* _Data in this exercise_:
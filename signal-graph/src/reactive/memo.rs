//! Memo Implementation
//!
//! A Memo is a derived value: a pure computation whose result can be read and
//! tracked like a signal.
//!
//! # How Memos Work
//!
//! 1. The memo runs once at creation and caches its result.
//!
//! 2. When a source changes, the memo is queued in the memo phase of the
//!    batch and everything downstream of it is marked pending.
//!
//! 3. After a re-run, subscribers are marked stale. With an `equals`
//!    predicate that reports the new result equal to the old one, the new
//!    result is stored but subscribers are left alone, and pending
//!    subscribers settle without running.
//!
//! Memos carry no equality by default: every re-run propagates unless an
//! `equals` predicate is supplied.

use std::fmt;
use std::hash::{Hash, Hasher};
use std::marker::PhantomData;
use std::rc::Rc;

use crate::error::{BoxError, Result};
use crate::graph::{NodeId, NodeKind};

use super::effect::{erase_compute, infallible};
use super::signal::erase_equals;
use super::SignalContext;

/// Options for [`SignalContext::create_memo_with`].
pub struct MemoOptions<T> {
    equals: Option<Box<dyn Fn(&T, &T) -> bool>>,
}

impl<T: 'static> MemoOptions<T> {
    pub fn new() -> Self {
        Self { equals: None }
    }

    /// Suppress propagation when `equals(old, new)` holds.
    pub fn equals(mut self, equals: impl Fn(&T, &T) -> bool + 'static) -> Self {
        self.equals = Some(Box::new(equals));
        self
    }

    /// Compare results with `PartialEq`.
    pub fn partial_eq() -> Self
    where
        T: PartialEq,
    {
        Self::new().equals(T::eq)
    }
}

impl<T: 'static> Default for MemoOptions<T> {
    fn default() -> Self {
        Self::new()
    }
}

impl<T> fmt::Debug for MemoOptions<T> {
    fn fmt(&self, f: &mut fmt::Formatter<'_>) -> fmt::Result {
        f.debug_struct("MemoOptions")
            .field("equals", &self.equals.is_some())
            .finish()
    }
}

/// Handle to a derived value of type `T`.
///
/// # Example
///
/// ```
/// use signal_graph::SignalContext;
///
/// let cx = SignalContext::new();
/// let count = cx.create_signal(2);
/// let doubled = cx.create_memo(move |cx, _| count.get(cx) * 2, 0).unwrap();
///
/// count.set(&cx, 5).unwrap();
/// assert_eq!(doubled.get(&cx), 10);
/// ```
pub struct Memo<T> {
    id: NodeId,
    marker: PhantomData<fn() -> T>,
}

impl<T: 'static> Memo<T> {
    pub fn id(&self) -> NodeId {
        self.id
    }

    /// Read the cached result, tracking it in the current computation.
    ///
    /// # Panics
    ///
    /// Panics if the memo has been disposed.
    pub fn get(&self, cx: &SignalContext) -> T
    where
        T: Clone,
    {
        match self.try_get(cx) {
            Ok(value) => value,
            Err(err) => panic!("Memo::get: {err}"),
        }
    }

    pub fn try_get(&self, cx: &SignalContext) -> Result<T>
    where
        T: Clone,
    {
        cx.read(self.id, true)
    }

    pub fn get_untracked(&self, cx: &SignalContext) -> Result<T>
    where
        T: Clone,
    {
        cx.read(self.id, false)
    }

    pub fn with<R>(&self, cx: &SignalContext, f: impl FnOnce(&T) -> R) -> Result<R> {
        cx.with_value(self.id, true, f)
    }

    pub fn dispose(&self, cx: &SignalContext) {
        cx.dispose(self.id);
    }

    pub fn is_disposed(&self, cx: &SignalContext) -> bool {
        cx.is_disposed(self.id)
    }
}

impl<T> Clone for Memo<T> {
    fn clone(&self) -> Self {
        *self
    }
}

impl<T> Copy for Memo<T> {}

impl<T> PartialEq for Memo<T> {
    fn eq(&self, other: &Self) -> bool {
        self.id == other.id
    }
}

impl<T> Eq for Memo<T> {}

impl<T> Hash for Memo<T> {
    fn hash<H: Hasher>(&self, state: &mut H) {
        self.id.hash(state);
    }
}

impl<T> fmt::Debug for Memo<T> {
    fn fmt(&self, f: &mut fmt::Formatter<'_>) -> fmt::Result {
        f.debug_tuple("Memo").field(&self.id).finish()
    }
}

impl SignalContext {
    /// Create a memo without an equality predicate.
    pub fn create_memo<T, F>(&self, f: F, initial: T) -> Result<Memo<T>>
    where
        T: 'static,
        F: FnMut(&SignalContext, &T) -> T + 'static,
    {
        self.create_memo_with(f, initial, MemoOptions::new())
    }

    pub fn create_memo_with<T, F>(&self, f: F, initial: T, options: MemoOptions<T>) -> Result<Memo<T>>
    where
        T: 'static,
        F: FnMut(&SignalContext, &T) -> T + 'static,
    {
        self.try_create_memo(infallible(f), initial, options)
    }

    pub fn try_create_memo<T, E, F>(&self, f: F, initial: T, options: MemoOptions<T>) -> Result<Memo<T>>
    where
        T: 'static,
        E: Into<BoxError>,
        F: FnMut(&SignalContext, &T) -> Result<T, E> + 'static,
    {
        let equals = options.equals.map(erase_equals);
        let id = self.spawn_computation(NodeKind::Memo, Rc::new(initial), erase_compute(f), equals)?;
        Ok(Memo {
            id,
            marker: PhantomData,
        })
    }
}

// ---- Tests ----
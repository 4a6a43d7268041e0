//! Dependency Graph
//!
//! This module holds the data side of the signal graph: the node records,
//! the arena that owns them, and the batch queues. It never calls user code;
//! the reactive layer drives it.
//!
//! # Overview
//!
//! The graph carries two kinds of edges:
//!
//! - ownership edges form a forest: a scope (or computation) owns the nodes
//!   created while it was the current scope, and disposing it disposes them;
//! - dependency edges form a DAG: a computation lists the readable nodes it
//!   read during its last run (`sources`), and each readable node lists the
//!   computations that read it (`subscribers`).
//!
//! # Design Decisions
//!
//! 1. All nodes of one context live in a single generational arena. Queues
//!    and dependency sets hold plain ids, so a node disposed mid-batch simply
//!    stops resolving and is skipped.
//!
//! 2. Dependency sets are insertion-ordered (`IndexSet`) so propagation order
//!    follows read order and is reproducible.

mod arena;
mod node;
mod queue;

pub(crate) use arena::{IdList, NodeArena};
pub(crate) use node::{AnyValue, ComputeFn, EqualsFn, Node};
pub use node::{NodeId, NodeKind, ScopeState};
pub(crate) use queue::{BatchMode, UpdateQueues};
//! Reactive Primitives
//!
//! This module implements the user-facing side of the graph: signals, memos,
//! effects and scopes, all coordinated by a [`SignalContext`].
//!
//! # Concepts
//!
//! ## Signals
//!
//! A Signal is a container for mutable state. Reading it inside a memo or
//! effect registers a dependency; writing a different value marks every
//! dependent stale and schedules it.
//!
//! ## Memos
//!
//! A Memo is a derived value. It re-runs in the memo phase of a batch when a
//! source changed, and its result can be read and tracked like a signal.
//!
//! ## Effects
//!
//! An Effect re-runs after all memos of a batch settled. Effects are where
//! the graph talks to the outside world.
//!
//! ## Scopes
//!
//! Scopes own what is created inside them. Disposing a scope disposes its
//! children, runs cleanups and drops queued tasks.
//!
//! # Implementation Notes
//!
//! Dependency tracking is automatic: the context keeps a stack of running
//! computations and every read registers with the top of that stack. There
//! is no global state; each operation takes the context explicitly, so
//! several independent graphs can coexist on one thread.
//!
//! Propagation is push-pull. A write pushes stale/pending marks through the
//! graph; the batch then pulls: pending nodes check upstream before deciding
//! to run, so a node runs at most once per batch and never sees a
//! half-updated graph.

mod context;
mod effect;
mod memo;
mod runtime;
mod scope;
mod signal;

pub use context::SignalContext;
pub use effect::Computation;
pub use memo::{Memo, MemoOptions};
pub use runtime::{RootHandle, RootProvider};
pub use scope::Scope;
pub use signal::{Signal, WriteOptions};
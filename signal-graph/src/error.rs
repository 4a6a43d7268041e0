//! Error types for the signal graph.
//!
//! Only two kinds of failure are surfaced at runtime: a user compute function
//! that fails, and an access through a handle whose node has already been
//! disposed. Malformed ownership graphs are programming errors and are not
//! detected.

use thiserror::Error;

use crate::graph::NodeId;

/// Boxed error returned by fallible user compute functions.
pub type BoxError = Box<dyn std::error::Error + Send + Sync>;

/// Result alias used across the crate.
pub type Result<T, E = Error> = std::result::Result<T, E>;

#[derive(Debug, Error)]
pub enum Error {
    /// A compute function returned an error. The batch that ran it is aborted.
    #[error("computation {node:?} failed: {source}")]
    Compute {
        node: NodeId,
        #[source]
        source: BoxError,
    },

    #[error("node {0:?} has been disposed")]
    Disposed(NodeId),

    /// The handle's value type does not match what is stored in the node.
    /// Only reachable by pairing a handle with the wrong context.
    #[error("node {node:?} does not hold a value of type {expected}")]
    TypeMismatch {
        node: NodeId,
        expected: &'static str,
    },

    /// Effects kept writing signals that re-triggered effects.
    #[error("update depth exceeded: more than {limit} nested effect flushes")]
    UpdateDepthExceeded { limit: usize },
}

impl Error {
    pub(crate) fn type_mismatch<T>(node: NodeId) -> Self {
        Self::TypeMismatch {
            node,
            expected: std::any::type_name::<T>(),
        }
    }

    /// The node the error is about, if any.
    pub fn node(&self) -> Option<NodeId> {
        match self {
            Self::Compute { node, .. } | Self::TypeMismatch { node, .. } => Some(*node),
            Self::Disposed(node) => Some(*node),
            Self::UpdateDepthExceeded { .. } => None,
        }
    }
}

#[cfg(test)]
mod tests {
    use super::*;
    use slotmap::KeyData;

    #[test]
    fn compute_error_keeps_source() {
        let node = NodeId::from(KeyData::from_ffi(1));
        let err = Error::Compute {
            node,
            source: "boom".into(),
        };

        assert_eq!(err.node(), Some(node));
        assert!(err.to_string().contains("boom"));
        assert!(std::error::Error::source(&err).is_some());
    }

    #[test]
    fn depth_error_has_no_node() {
        let err = Error::UpdateDepthExceeded { limit: 3 };
        assert_eq!(err.node(), None);
        assert_eq!(
            err.to_string(),
            "update depth exceeded: more than 3 nested effect flushes"
        );
    }
}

* _Requirement_:
For an answer, give a copy of every line in the listing that holds the word "Implementation".

* _Answer for the task_:
//! Memo Implementation
//! # Implementation Notes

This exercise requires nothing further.